A new technique for screening drugs’ effects on zebrafish behavior is leading Harvard University scientists toward unexpected compounds and pathways that may control sleep and wakefulness in humans.
Appearing in the journal Science, the new research identifies several compounds with surprising effects on sleep and wakefulness in zebrafish. The research also suggests that despite the evolutionary gap between them, zebrafish and mammals may be remarkably similar in the neurochemistry underlying their rest/wake cycles.
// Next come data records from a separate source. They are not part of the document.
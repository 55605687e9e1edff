use std::path::PathBuf;

/// Errors that can occur across the Concord engine.
///
/// Library crates return this type directly; the binary crate converts to a
/// `miette` diagnostic at the boundary.
///
/// # Examples
///
/// ```
/// use concord_core::ConcordError;
///
/// let err = ConcordError::Config("repeat must be at least 1".into());
/// assert!(err.to_string().contains("repeat"));
/// ```
#[derive(Debug, thiserror::Error)]
pub enum ConcordError {
    /// Filesystem I/O failure.
    #[error("IO error: {0}")]
    Io(#[from] std::io::Error),

    /// Invalid or missing configuration.
    #[error("configuration error: {0}")]
    Config(String),

    /// Rule or response parsing failure.
    #[error("parse error: {0}")]
    Parse(String),

    /// LLM API or transport error.
    #[error("LLM error: {0}")]
    Llm(String),

    /// JSON serialization / deserialization failure.
    #[error("serialization error: {0}")]
    Serialization(#[from] serde_json::Error),

    /// TOML deserialization failure.
    #[error("TOML parse error: {0}")]
    Toml(#[from] toml::de::Error),

    /// Persisted check state is missing, unreadable or inconsistent.
    #[error("check state error: {0}")]
    State(String),

    /// The advisory lock around a state file could not be acquired.
    #[error("could not lock {}: {reason}", .path.display())]
    Lock {
        /// Lock file that was contended.
        path: PathBuf,
        /// Why acquisition gave up.
        reason: String,
    },

    /// A required file was not found.
    #[error("file not found: {}", .0.display())]
    FileNotFound(PathBuf),
}

#[cfg(test)]
mod tests {
    use super::*;

    #[test]
    fn io_error_converts() {
        let io_err = std::io::Error::new(std::io::ErrorKind::NotFound, "gone");
        let err: ConcordError = io_err.into();
        assert!(err.to_string().contains("gone"));
    }

    #[test]
    fn config_error_displays_message() {
        let err = ConcordError::Config("bad value".into());
        assert_eq!(err.to_string(), "configuration error: bad value");
    }

    #[test]
    fn lock_error_shows_path_and_reason() {
        let err = ConcordError::Lock {
            path: PathBuf::from("/tmp/abc.lock"),
            reason: "timed out after 5s".into(),
        };
        let msg = err.to_string();
        assert!(msg.contains("/tmp/abc.lock"));
        assert!(msg.contains("timed out"));
    }

    #[test]
    fn file_not_found_shows_path() {
        let err = ConcordError::FileNotFound(PathBuf::from("/tmp/missing.rs"));
        assert!(err.to_string().contains("/tmp/missing.rs"));
    }
}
"Many current drug discovery efforts rely on screening conducted outside the body," said Alexander F. Schier, PhD, professor of molecular and cellular biology at Harvard. "Although such screens can be successful, they cannot recreate the complex neuroscience of entire organisms. These limitations are particularly acute for behavior-altering drugs because brain activity cannot be modeled in a Petri dish or test tube."
Schier and other collaborators used their automated screening technique to monitor zebrafish sleep and wakefulness for 2 days after administering nearly 5,600 compounds, which created more than 60,000 distinct behavioral profiles. By applying clustering algorithms to organize these molecules, the researchers identified 463 drug candidates that significantly altered rest and wakefulness, many of which had not previously been known to have such effects.
"For instance, we found that a diverse set of anti-inflammatory compounds increased wakefulness during the day, with much less effect at night," said Schier. "Although these compounds have long been known to promote sleep during infection, this is an indication that the molecules that regulate the immune system may also play a role in setting normal daytime activity levels."
The anti-inflammatory agents found to affect sleep/wake cycles included cytokines, nonsteroidal anti-inflammatory drugs, and the immunosuppressant cyclosporine. Schier and colleagues also found calcium channel inhibitors that increased rest with minimal effects on waking behavior. A class of potassium channel blockers found in a wide variety of drugs, including antimalarials, antipsychotics, and antihistamines, were found to selectively increase wakefulness at night without affecting total rest.
"Behavioral profiling reveals nuanced relationships between drugs and their targets," Schier said. "It can characterize large classes of compounds and reveal differences in effectiveness, potential side effects, and combinatorial properties that might not otherwise be detected."